Según afirma la FAO en una nueva edición de su principal publicación anual: En el estado mundial de la agricultura y la alimentación son necesarias inversiones urgentes, grandes esfuerzos en investigación agrícola y una sólida gobernanza para garantizar que el
sector ganadero mundial pueda responder a la creciente demanda de
productos animales y contribuya al mismo tiempo a la mitigación de la pobreza, la seguridad alimentaria, la sostenibilidad ambiental y la salud humana.
El informe subraya que el ganado es esencial para los medios de subsistencia de casi mil millones de pobres. El ganado proporciona ingresos, alimentos de alta calidad, fuerza de tiro, material de construcción y fertilizante, contribuyendo así a la nutrición y la seguridad alimentaria. Para muchos pequeños productores o
explotaciones ganaderas, el
ganado supone igualmente una importante red de seguridad en tiempos de necesidad.

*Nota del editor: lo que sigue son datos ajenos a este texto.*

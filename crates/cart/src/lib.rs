//! GoMarketplace cart library.
//!
//! A shopping-cart state container for the GoMarketplace storefront: an
//! ordered, in-memory list of line items keyed by product ID, persisted as a
//! JSON snapshot to local key-value storage after every mutation.
//!
//! # Architecture
//!
//! - [`store::CartStore`] - The state container: `add_to_cart`, `increment`,
//!   `decrement`, plus read accessors
//! - [`storage`] - The snapshot storage boundary (file-backed or in-memory)
//! - [`models`] - Line item types shared with callers
//! - [`view`] - Display models for a presentation layer
//!
//! The store owns the authoritative in-memory cart; storage holds a derived
//! snapshot that is only read back at the next session's startup.
//!
//! # Example
//!
//! ```rust,no_run
//! use go_marketplace_cart::models::NewLineItem;
//! use go_marketplace_cart::storage::MemoryStorage;
//! use go_marketplace_cart::store::CartStore;
//! use go_marketplace_core::Price;
//!
//! # async fn example() -> Result<(), go_marketplace_cart::error::CartError> {
//! let store = CartStore::open(MemoryStorage::new(), "@GoMarketplace").await?;
//! store
//!     .add_to_cart(NewLineItem {
//!         id: "shirt-01".into(),
//!         title: "Shirt".to_owned(),
//!         image_url: "https://cdn.example.com/shirt.png".to_owned(),
//!         price: Price::from_minor(1999),
//!     })
//!     .await?;
//! assert_eq!(store.item_count().await, 1);
//! # Ok(())
//! # }
//! ```

#![cfg_attr(not(test), forbid(unsafe_code))]

pub mod config;
pub mod error;
pub mod models;
pub mod storage;
pub mod store;
pub mod telemetry;
pub mod view;
//! GoMarketplace Core - Shared types library.
//!
//! This crate provides the common types used across the GoMarketplace cart
//! components:
//! - `cart` - The cart store library
//! - `integration-tests` - Cross-crate test suite
//!
//! # Architecture
//!
//! The core crate contains only types - no I/O, no storage access. This
//! keeps it lightweight and allows it to be used anywhere.
//!
//! # Modules
//!
//! - [`types`] - Newtype wrappers for type-safe IDs and prices

#![cfg_attr(not(test), forbid(unsafe_code))]

pub mod types;

pub use types::*;
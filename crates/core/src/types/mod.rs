//! Core types for GoMarketplace.
//!
//! This module provides type-safe wrappers for common domain concepts.

pub mod id;
pub mod price;

pub use id::*;
pub use price::Price;
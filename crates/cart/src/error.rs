//! Unified error handling for the cart library.
//!
//! Every store operation returns `Result<T, CartError>`: the in-memory
//! transition is applied first, then the snapshot write is awaited and any
//! failure surfaced here instead of being dropped. A failed write leaves
//! memory ahead of storage until the next successful write reconciles them.

use thiserror::Error;

use crate::storage::StorageError;

/// Cart-level error type.
#[derive(Debug, Error)]
pub enum CartError {
    /// The storage backend failed to read or write the snapshot.
    #[error("storage error: {0}")]
    Storage(#[from] StorageError),

    /// A persisted snapshot exists but cannot be parsed as a cart.
    #[error("malformed cart snapshot: {0}")]
    Snapshot(#[source] serde_json::Error),

    /// The current cart could not be serialized for persistence.
    #[error("failed to encode cart snapshot: {0}")]
    Encode(#[source] serde_json::Error),
}

/// Result type alias for `CartError`.
pub type Result<T> = std::result::Result<T, CartError>;

#[cfg(test)]
mod tests {
    use super::*;

    #[test]
    fn test_error_display() {
        let io = std::io::Error::new(std::io::ErrorKind::PermissionDenied, "denied");
        let err = CartError::Storage(StorageError::Io(io));
        assert_eq!(err.to_string(), "storage error: storage I/O error: denied");
    }

    #[test]
    fn test_snapshot_error_display() {
        let Err(source) = serde_json::from_str::<Vec<u8>>("not json") else {
            panic!("parse should fail");
        };
        let err = CartError::Snapshot(source);
        assert!(err.to_string().starts_with("malformed cart snapshot"));
    }
}
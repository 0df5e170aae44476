//! Display models for cart contents.
//!
//! Presentation layers consume these instead of [`LineItem`] directly:
//! prices arrive pre-formatted and the aggregates (subtotal, item count) are
//! already derived. No rendering happens here.

use go_marketplace_core::Price;

use crate::models::LineItem;

/// Cart item display data.
#[derive(Debug, Clone, PartialEq, Eq)]
pub struct CartItemView {
    pub id: String,
    pub title: String,
    pub image_url: String,
    pub quantity: u32,
    pub price: String,
    pub line_price: String,
}

/// Cart display data.
#[derive(Debug, Clone, PartialEq, Eq)]
pub struct CartView {
    pub items: Vec<CartItemView>,
    pub subtotal: String,
    pub item_count: u32,
}

impl CartView {
    /// Create an empty cart view.
    #[must_use]
    pub fn empty() -> Self {
        Self {
            items: Vec::new(),
            subtotal: format_price(Price::zero()),
            item_count: 0,
        }
    }
}

/// Format a price for display.
fn format_price(price: Price) -> String {
    price.to_string()
}

impl From<&LineItem> for CartItemView {
    fn from(item: &LineItem) -> Self {
        Self {
            id: item.id.as_str().to_owned(),
            title: item.title.clone(),
            image_url: item.image_url.clone(),
            quantity: item.quantity,
            price: format_price(item.price),
            line_price: format_price(item.line_price()),
        }
    }
}

impl From<&[LineItem]> for CartView {
    fn from(items: &[LineItem]) -> Self {
        Self {
            items: items.iter().map(CartItemView::from).collect(),
            subtotal: format_price(
                items
                    .iter()
                    .fold(Price::zero(), |acc, item| acc.plus(item.line_price())),
            ),
            item_count: items.iter().map(|item| item.quantity).sum(),
        }
    }
}
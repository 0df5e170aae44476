//! Tracing initialization.

use tracing_subscriber::{EnvFilter, fmt};

/// Initialize the tracing subscriber with sensible defaults.
///
/// - Respects `RUST_LOG` if set, falls back to `info`
/// - Uses `try_init` so repeated calls (e.g. across tests) are harmless
pub fn init_tracing() {
    let env_filter =
        EnvFilter::try_from_default_env().unwrap_or_else(|_| EnvFilter::new("info"));
    let _ = fmt().with_env_filter(env_filter).with_target(false).try_init();
}
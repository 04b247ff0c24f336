//! Modal dialog for creating or editing an asset.

use leptos::prelude::*;

use crate::state::form::{AssetFormState, CONDITION_OPTIONS, SubmitPhase, parse_amount};

/// Asset create/edit dialog bound to an `AssetFormState`.
///
/// Submission routes to the create or update endpoint depending on the
/// draft's editing id. While a request is in flight the submit button is
/// disabled and re-entry is suppressed; a failure keeps the draft and the
/// dialog open with the error shown, so the user retries without
/// re-entering anything.
#[component]
pub fn AssetFormModal(
    form: RwSignal<AssetFormState>,
    on_success: Callback<()>,
    on_cancel: Callback<()>,
) -> impl IntoView {
    let title = move || {
        if form.get().editing_id.is_some() {
            "Edit Asset"
        } else {
            "New Asset"
        }
    };
    let submitting = move || form.get().phase == SubmitPhase::Submitting;
    let submit_label = move || if submitting() { "Saving..." } else { "Save" };
    let error = move || form.get().error;

    let submit = move |_| {
        let mut started = false;
        form.update(|f| started = f.begin_submit());
        if !started {
            return;
        }
        let snapshot = form.get_untracked();
        if let Err(message) = snapshot.draft.validate() {
            form.update(|f| f.finish_failure(message.to_owned()));
            return;
        }
        leptos::task::spawn_local(async move {
            let result = match snapshot.editing_id.as_deref() {
                Some(id) => crate::net::api::update_asset(id, &snapshot.draft).await,
                None => crate::net::api::create_asset(&snapshot.draft).await,
            };
            match result {
                Ok(()) => {
                    form.update(AssetFormState::finish_success);
                    on_success.run(());
                }
                Err(err) => {
                    leptos::logging::warn!("asset save failed: {err}");
                    form.update(|f| f.finish_failure(err.to_string()));
                }
            }
        });
    };

    view! {
        <div class="dialog-backdrop" on:click=move |_| on_cancel.run(())>
            <div class="dialog" on:click=move |ev| ev.stop_propagation()>
                <h2>{title}</h2>

                <Show when=move || error().is_some()>
                    <p class="dialog__error">{move || error().unwrap_or_default()}</p>
                </Show>

                <label class="dialog__label">
                    "Asset Name"
                    <input
                        class="dialog__input"
                        type="text"
                        prop:value=move || form.get().draft.asset_name
                        on:input=move |ev| {
                            form.update(|f| f.draft.asset_name = event_target_value(&ev));
                        }
                    />
                </label>
                <label class="dialog__label">
                    "Asset No"
                    <input
                        class="dialog__input"
                        type="text"
                        prop:value=move || form.get().draft.asset_no
                        on:input=move |ev| {
                            form.update(|f| f.draft.asset_no = event_target_value(&ev));
                        }
                    />
                </label>
                <label class="dialog__label">
                    "Line No"
                    <input
                        class="dialog__input"
                        type="text"
                        prop:value=move || form.get().draft.line_no
                        on:input=move |ev| {
                            form.update(|f| f.draft.line_no = event_target_value(&ev));
                        }
                    />
                </label>
                <label class="dialog__label">
                    "Category Code"
                    <input
                        class="dialog__input"
                        type="text"
                        prop:value=move || form.get().draft.category_code
                        on:input=move |ev| {
                            form.update(|f| f.draft.category_code = event_target_value(&ev));
                        }
                    />
                </label>
                <label class="dialog__label">
                    "Condition"
                    <select
                        class="dialog__input"
                        prop:value=move || form.get().draft.condition
                        on:change=move |ev| {
                            form.update(|f| f.draft.condition = event_target_value(&ev));
                        }
                    >
                        <option value="">"Select Condition"</option>
                        {CONDITION_OPTIONS
                            .iter()
                            .map(|option| view! { <option value=*option>{*option}</option> })
                            .collect::<Vec<_>>()}
                    </select>
                </label>
                <label class="dialog__label">
                    "Acquisition Value"
                    <input
                        class="dialog__input"
                        type="number"
                        prop:value=move || {
                            form.get().draft.acq_value.map_or_else(String::new, |v| v.to_string())
                        }
                        on:input=move |ev| {
                            form.update(|f| f.draft.acq_value = parse_amount(&event_target_value(&ev)));
                        }
                    />
                </label>
                <label class="dialog__label">
                    "Book Value"
                    <input
                        class="dialog__input"
                        type="number"
                        prop:value=move || {
                            form.get().draft.book_value.map_or_else(String::new, |v| v.to_string())
                        }
                        on:input=move |ev| {
                            form.update(|f| f.draft.book_value = parse_amount(&event_target_value(&ev)));
                        }
                    />
                </label>
                <label class="dialog__label">
                    "Placed in Service"
                    <input
                        class="dialog__input"
                        type="date"
                        prop:value=move || form.get().draft.pis_date
                        on:input=move |ev| {
                            form.update(|f| f.draft.pis_date = event_target_value(&ev));
                        }
                    />
                </label>
                <label class="dialog__label">
                    "Transfer Date"
                    <input
                        class="dialog__input"
                        type="date"
                        prop:value=move || form.get().draft.trans_date
                        on:input=move |ev| {
                            form.update(|f| f.draft.trans_date = event_target_value(&ev));
                        }
                    />
                </label>

                <div class="dialog__actions">
                    <button class="btn" on:click=move |_| on_cancel.run(())>
                        "Cancel"
                    </button>
                    <button class="btn btn--primary" disabled=submitting on:click=submit>
                        {submit_label}
                    </button>
                </div>
            </div>
        </div>
    }
}
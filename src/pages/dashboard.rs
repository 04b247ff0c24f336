//! Protected landing page.

use leptos::prelude::*;

use crate::components::require_auth::RequireAuth;
use crate::components::user_menu::UserMenu;
use crate::state::session::SessionStore;

/// Dashboard page — greets the signed-in user and links into the console.
#[component]
pub fn DashboardPage() -> impl IntoView {
    view! {
        <RequireAuth>
            <DashboardView/>
        </RequireAuth>
    }
}

#[component]
fn DashboardView() -> impl IntoView {
    let session = expect_context::<SessionStore>();

    let greeting = move || {
        let s = session.session();
        if s.name.is_empty() {
            "Welcome".to_owned()
        } else {
            format!("Welcome, {}", s.name)
        }
    };

    view! {
        <div class="dashboard-page">
            <header class="dashboard-page__header">
                <h1>"Asset Console"</h1>
                <UserMenu/>
            </header>

            <p class="dashboard-page__greeting">{greeting}</p>

            <div class="dashboard-page__links">
                <a class="dashboard-card" href="/asset">
                    <span class="dashboard-card__title">"Assets"</span>
                    <span class="dashboard-card__hint">
                        "Browse, create, and edit assets"
                    </span>
                </a>
            </div>
        </div>
    }
}
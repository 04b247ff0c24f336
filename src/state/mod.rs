//! Shared client-side state modules.
//!
//! DESIGN
//! ======
//! State is split by domain (`session`, `selection`, `form`) so individual
//! components can depend on small focused models. Each domain pairs a plain
//! value type carrying the actual logic with a thin store handle that wraps
//! it in an `RwSignal` — the signal is private to the handle, so mutation
//! only happens through the operations the handle exposes, and every reader
//! subscribes through the reactive graph.

pub mod form;
pub mod selection;
pub mod session;
//! Embedded inspection entry form for one asset.

use leptos::prelude::*;

use crate::state::form::{CONDITION_OPTIONS, InspectionDraft, InspectionFormState, SubmitPhase};
use crate::state::session::SessionStore;

/// New-inspection entry embedded in the asset detail page. The asset is
/// contextually fixed, so no asset selector is shown.
///
/// The entry only closes on confirmed success (via `on_saved`, which the
/// page uses to refresh the inspection log). A rejected or failed
/// submission keeps the entry open with the server's message so the user
/// can correct and retry.
#[component]
pub fn InspectionForm(
    asset_id: String,
    on_saved: Callback<()>,
    on_cancel: Callback<()>,
) -> impl IntoView {
    let session = expect_context::<SessionStore>();

    let inspector = {
        let s = session.session_untracked();
        if s.name.is_empty() { s.email } else { s.name }
    };
    let state = RwSignal::new(InspectionFormState::new(InspectionDraft::for_asset(
        &asset_id,
        &inspector,
        &today(),
    )));

    let submitting = move || state.get().phase == SubmitPhase::Submitting;
    let submit_label = move || if submitting() { "Saving..." } else { "Save Inspection" };
    let error = move || state.get().error;

    let submit = move |_| {
        let mut started = false;
        state.update(|s| started = s.begin_submit());
        if !started {
            return;
        }
        let draft = state.get_untracked().draft;
        if let Err(message) = draft.validate() {
            state.update(|s| s.finish_failure(message.to_owned()));
            return;
        }
        leptos::task::spawn_local(async move {
            match crate::net::api::submit_inspection(&draft).await {
                Ok(()) => {
                    state.update(InspectionFormState::finish_success);
                    on_saved.run(());
                }
                Err(err) => {
                    leptos::logging::warn!("inspection submit failed: {err}");
                    state.update(|s| s.finish_failure(err.to_string()));
                }
            }
        });
    };

    view! {
        <div class="inspection-form">
            <div class="inspection-form__header">
                <h3>"New Inspection Entry"</h3>
                <button class="inspection-form__close" on:click=move |_| on_cancel.run(())>
                    "\u{2715}"
                </button>
            </div>

            <Show when=move || error().is_some()>
                <p class="inspection-form__error">{move || error().unwrap_or_default()}</p>
            </Show>

            <label class="inspection-form__label">
                "Inspector"
                <input
                    class="inspection-form__input"
                    type="text"
                    prop:value=move || state.get().draft.checked_by
                    on:input=move |ev| {
                        state.update(|s| s.draft.checked_by = event_target_value(&ev));
                    }
                />
            </label>
            <label class="inspection-form__label">
                "Date"
                <input
                    class="inspection-form__input"
                    type="date"
                    prop:value=move || state.get().draft.check_date
                    on:input=move |ev| {
                        state.update(|s| s.draft.check_date = event_target_value(&ev));
                    }
                />
            </label>
            <label class="inspection-form__label">
                "Condition"
                <select
                    class="inspection-form__input"
                    prop:value=move || state.get().draft.status
                    on:change=move |ev| {
                        state.update(|s| s.draft.status = event_target_value(&ev));
                    }
                >
                    {CONDITION_OPTIONS
                        .iter()
                        .map(|option| view! { <option value=*option>{*option}</option> })
                        .collect::<Vec<_>>()}
                </select>
            </label>
            <label class="inspection-form__label">
                "Remarks"
                <textarea
                    class="inspection-form__input"
                    prop:value=move || state.get().draft.remarks
                    on:input=move |ev| {
                        state.update(|s| s.draft.remarks = event_target_value(&ev));
                    }
                ></textarea>
            </label>

            <div class="inspection-form__actions">
                <button class="btn" on:click=move |_| on_cancel.run(())>
                    "Cancel"
                </button>
                <button class="btn btn--primary" disabled=submitting on:click=submit>
                    {submit_label}
                </button>
            </div>
        </div>
    }
}

/// Today's date (`YYYY-MM-DD`) for the check-date prefill.
fn today() -> String {
    #[cfg(feature = "hydrate")]
    {
        let iso = String::from(js_sys::Date::new_0().to_iso_string());
        iso.chars().take(10).collect()
    }
    #[cfg(not(feature = "hydrate"))]
    {
        String::new()
    }
}
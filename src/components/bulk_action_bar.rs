//! Bulk-action bar driven by selection membership.

use leptos::prelude::*;

use crate::net::types::Asset;
use crate::state::selection::SelectionStore;

/// Shows the selection count and the actions that operate on it. Actions
/// are disabled while nothing is selected; the print action hands the
/// selected assets to the page as the batch payload.
#[component]
pub fn BulkActionBar(on_print: Callback<Vec<Asset>>) -> impl IntoView {
    let selection = expect_context::<SelectionStore>();

    let count_label = move || format!("{} selected", selection.len());
    let nothing_selected = move || selection.is_empty();

    let on_print_click = move |_| {
        let batch = selection.selected_assets();
        if !batch.is_empty() {
            on_print.run(batch);
        }
    };

    view! {
        <div class="bulk-bar">
            <span class="bulk-bar__count">{count_label}</span>
            <button
                class="btn"
                disabled=nothing_selected
                on:click=move |_| selection.clear()
            >
                "Clear"
            </button>
            <button
                class="btn btn--primary"
                disabled=nothing_selected
                on:click=on_print_click
            >
                "Print labels"
            </button>
        </div>
    }
}
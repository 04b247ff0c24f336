use super::*;

fn asset(id: &str, name: &str) -> Asset {
    Asset {
        id: id.to_owned(),
        asset_name: name.to_owned(),
        ..Asset::default()
    }
}

// =============================================================
// SelectionSet membership
// =============================================================

#[test]
fn starts_empty() {
    let s = SelectionSet::default();
    assert!(s.is_empty());
    assert_eq!(s.len(), 0);
}

#[test]
fn select_inserts_by_id() {
    let mut s = SelectionSet::default();
    s.select(asset("a", "Pump"));
    assert!(s.is_selected("a"));
    assert!(!s.is_selected("b"));
    assert_eq!(s.len(), 1);
}

#[test]
fn reselect_overwrites_the_stored_value() {
    let mut s = SelectionSet::default();
    s.select(asset("a", "Pump"));
    s.select(asset("a", "Pump (rebuilt)"));
    assert_eq!(s.len(), 1);
    let stored = s.get("a").expect("entry for a");
    assert_eq!(stored.asset_name, "Pump (rebuilt)");
}

#[test]
fn deselect_removes_regardless_of_how_often_selected() {
    let mut s = SelectionSet::default();
    s.select(asset("a", "Pump"));
    s.select(asset("a", "Pump"));
    s.deselect("a");
    assert!(!s.is_selected("a"));
    assert!(s.is_empty());
}

#[test]
fn deselect_missing_id_is_a_noop() {
    let mut s = SelectionSet::default();
    s.select(asset("a", "Pump"));
    s.deselect("zzz");
    assert_eq!(s.len(), 1);
}

#[test]
fn clear_always_yields_an_empty_set() {
    let mut s = SelectionSet::default();
    s.clear();
    assert!(s.is_empty());

    s.select(asset("a", "Pump"));
    s.select(asset("b", "Valve"));
    s.clear();
    assert!(s.is_empty());
}

#[test]
fn membership_is_the_net_effect_of_the_call_sequence() {
    let mut s = SelectionSet::default();
    s.select(asset("a", "Pump"));
    s.select(asset("b", "Valve"));
    s.deselect("a");
    s.clear();
    assert!(s.is_empty());

    s.select(asset("a", "Pump"));
    assert!(s.is_selected("a"));
    assert!(!s.is_selected("b"));
    assert_eq!(s.len(), 1);
}

// =============================================================
// Store handle
// =============================================================

#[test]
fn store_select_all_upserts_each_asset() {
    let store = SelectionStore::new();
    store.select(asset("a", "Pump"));
    store.select_all(vec![asset("a", "Pump (rebuilt)"), asset("b", "Valve")]);
    assert_eq!(store.len(), 2);
    assert!(store.is_selected("a"));
    assert!(store.is_selected("b"));
}

#[test]
fn store_clear_empties_and_batch_snapshot_reflects_membership() {
    let store = SelectionStore::new();
    store.select(asset("a", "Pump"));
    store.select(asset("b", "Valve"));
    let mut names: Vec<String> = store
        .selected_assets()
        .into_iter()
        .map(|a| a.asset_name)
        .collect();
    names.sort_unstable();
    assert_eq!(names, ["Pump", "Valve"]);

    store.clear();
    assert!(store.is_empty());
    assert!(store.selected_assets().is_empty());
}
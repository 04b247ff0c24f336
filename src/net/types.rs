//! Wire types shared with the asset-management API.
//!
//! Field names follow the server's camelCase JSON. Everything except the
//! identifier is default-tolerant since list and detail endpoints return
//! different projections of the same records; the core only depends on
//! `id` for selection identity.

#[cfg(test)]
#[path = "types_test.rs"]
mod types_test;

/// An asset record as returned by `/api/assets`.
#[derive(Clone, Debug, Default, PartialEq, serde::Serialize, serde::Deserialize)]
#[serde(rename_all = "camelCase")]
pub struct Asset {
    pub id: String,
    #[serde(default)]
    pub asset_no: String,
    #[serde(default)]
    pub line_no: String,
    #[serde(default)]
    pub asset_name: String,
    #[serde(default)]
    pub condition: String,
    #[serde(default)]
    pub category_code: String,
    #[serde(default)]
    pub acq_value: Option<f64>,
    #[serde(default)]
    pub book_value: Option<f64>,
    #[serde(default)]
    pub pis_date: String,
    #[serde(default)]
    pub trans_date: String,
    #[serde(default)]
    pub images: Vec<String>,
}

/// One inspection/audit entry from the asset-audit history endpoint.
#[derive(Clone, Debug, Default, PartialEq, serde::Serialize, serde::Deserialize)]
#[serde(rename_all = "camelCase")]
pub struct AuditRecord {
    #[serde(default)]
    pub id: String,
    #[serde(default)]
    pub asset_id: String,
    #[serde(default)]
    pub check_date: String,
    #[serde(default)]
    pub checked_by: String,
    #[serde(default)]
    pub status: String,
    #[serde(default)]
    pub remarks: String,
}

/// Identity attributes delivered by `/api/auth/me` after sign-in; the
/// input to `SessionStore::set_user`.
#[derive(Clone, Debug, Default, PartialEq, serde::Serialize, serde::Deserialize)]
#[serde(rename_all = "camelCase")]
pub struct UserInfo {
    pub email: String,
    #[serde(default)]
    pub name: String,
    #[serde(default)]
    pub role: String,
    #[serde(default)]
    pub location: serde_json::Value,
}
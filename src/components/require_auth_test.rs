use super::*;
use crate::net::types::UserInfo;

fn authenticated() -> Session {
    let mut s = Session::default();
    s.set_user(UserInfo {
        email: "pat@example.com".to_owned(),
        name: "Pat".to_owned(),
        role: "viewer".to_owned(),
        location: serde_json::Value::Null,
    });
    s
}

#[test]
fn authenticated_session_is_authorized_everywhere() {
    assert_eq!(decide(&authenticated(), true), GuardDecision::Authorized);
    assert_eq!(decide(&authenticated(), false), GuardDecision::Authorized);
}

#[test]
fn unauthenticated_browser_visit_redirects() {
    assert_eq!(decide(&Session::default(), true), GuardDecision::Redirecting);
}

#[test]
fn unauthenticated_pre_render_skips_navigation() {
    assert_eq!(decide(&Session::default(), false), GuardDecision::Skipped);
}

#[test]
fn cleared_session_is_caught_on_the_next_check() {
    let mut s = authenticated();
    assert_eq!(decide(&s, true), GuardDecision::Authorized);
    s.clear_user();
    assert_eq!(decide(&s, true), GuardDecision::Redirecting);
}
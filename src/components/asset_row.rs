//! Selectable row in the asset list.

use leptos::prelude::*;

use crate::net::types::Asset;
use crate::state::selection::SelectionStore;

/// One asset in the list: selection checkbox, identifying fields, a link
/// to the detail page, and the edit action.
#[component]
pub fn AssetRow(asset: Asset, on_edit: Callback<Asset>) -> impl IntoView {
    let selection = expect_context::<SelectionStore>();

    let row_id = asset.id.clone();
    let is_checked = move || selection.is_selected(&row_id);

    let toggle_asset = asset.clone();
    let on_toggle = move |_| {
        if selection.is_selected(&toggle_asset.id) {
            selection.deselect(&toggle_asset.id);
        } else {
            selection.select(toggle_asset.clone());
        }
    };

    let edit_asset = asset.clone();
    let on_edit_click = move |_| on_edit.run(edit_asset.clone());

    let detail_href = format!("/asset/{}", asset.id);

    view! {
        <div class="asset-row">
            <input
                class="asset-row__select"
                type="checkbox"
                prop:checked=is_checked
                on:change=on_toggle
            />
            <a class="asset-row__name" href=detail_href>
                {asset.asset_name.clone()}
            </a>
            <span class="asset-row__no">{asset.asset_no.clone()}</span>
            <span class="asset-row__condition">{asset.condition.clone()}</span>
            <button class="btn btn--small" on:click=on_edit_click>
                "Edit"
            </button>
        </div>
    }
}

Jacques Diouf Director General de la FAO, asegura , en el prefacio del informe, que “La rápida transición del
sector pecuario ha venido desarrollándose en medio de un vacío institucional” y que “Son necesarios esfuerzos para garantizar que este sector en rápido crecimiento contribuye en forma plena a la seguridad alimentaria y la reducción de la pobreza, convirtiéndose en un
sector ganadero más responsable".
El
sector ganadero experimenta uno de los crecimientos más rápidos en la agricultura. La
ganadería representa el 40 por ciento del valor mundial de la producción agrícola y soporta los medios de subsistencia y la seguridad alimentaria de casi mil millones de personas.
Así la
ganadería puede desarrollar un papel importante tanto en la adaptación al cambio climático como en mitigar sus efectos en el bienestar de la humanidad, pero para aprovechar el potencial del sector y contribuir a la mitigación y adaptación al cambio climático es cada vez más necesario el uso de nuevas tecnologías en las
explotaciones ganaderas.
También las enfermedades animales plantean riesgos que hay que tratar. Todos los
ganaderos deben de involucrarse más en los esfuerzos en la lucha contra las enfermedades.